» WORK INSTRUCTIONS: Please return, word for word, the line containing "pub use outfit::OutfitRecommender;" and each line after it through the end of the data below, and nothing else.

[Records from a collection]

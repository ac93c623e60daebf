//! `weatherwise` - city weather history, forecasts, risk alerts and outfit advice
//!
//! History is acquired through a chain of fallback tiers, forecasts blend a
//! local statistical model with an external forecast, and risk alerts are
//! classified per forecast day.

pub mod alerts;
pub mod cache;
pub mod config;
pub mod error;
pub mod forecast;
pub mod history;
pub mod location_resolver;
pub mod models;
pub mod outfit;
pub mod service;
pub mod weather;

// Re-export core types for public API
pub use alerts::RiskAlertEngine;
pub use cache::BoundedCache;
pub use config::WeatherwiseConfig;
pub use error::{Result, WeatherwiseError};
pub use forecast::ForecastEngine;
pub use history::HistoricalDataProvider;
pub use location_resolver::CoordinateResolver;
pub use models::{
    AlertAssessment, Coordinate, DataSource, ExtremeDay, ForecastDay, HistoricalSeries, Observation,
    RiskLevel, RiskReason,
};
pub use outfit::OutfitRecommender;
pub use service::WeatherService;
pub use weather::{Geocoder, IpLocator, IpLookupClient, OpenMeteoClient, RetryPolicy, WeatherSource};

/// Library version
pub const VERSION: &str = env!("CARGO_PKG_VERSION");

» ANSWER AREA:
pub use outfit::OutfitRecommender;
pub use service::WeatherService;
pub use weather::{Geocoder, IpLocator, IpLookupClient, OpenMeteoClient, RetryPolicy, WeatherSource};

/// Library version
pub const VERSION: &str = env!("CARGO_PKG_VERSION");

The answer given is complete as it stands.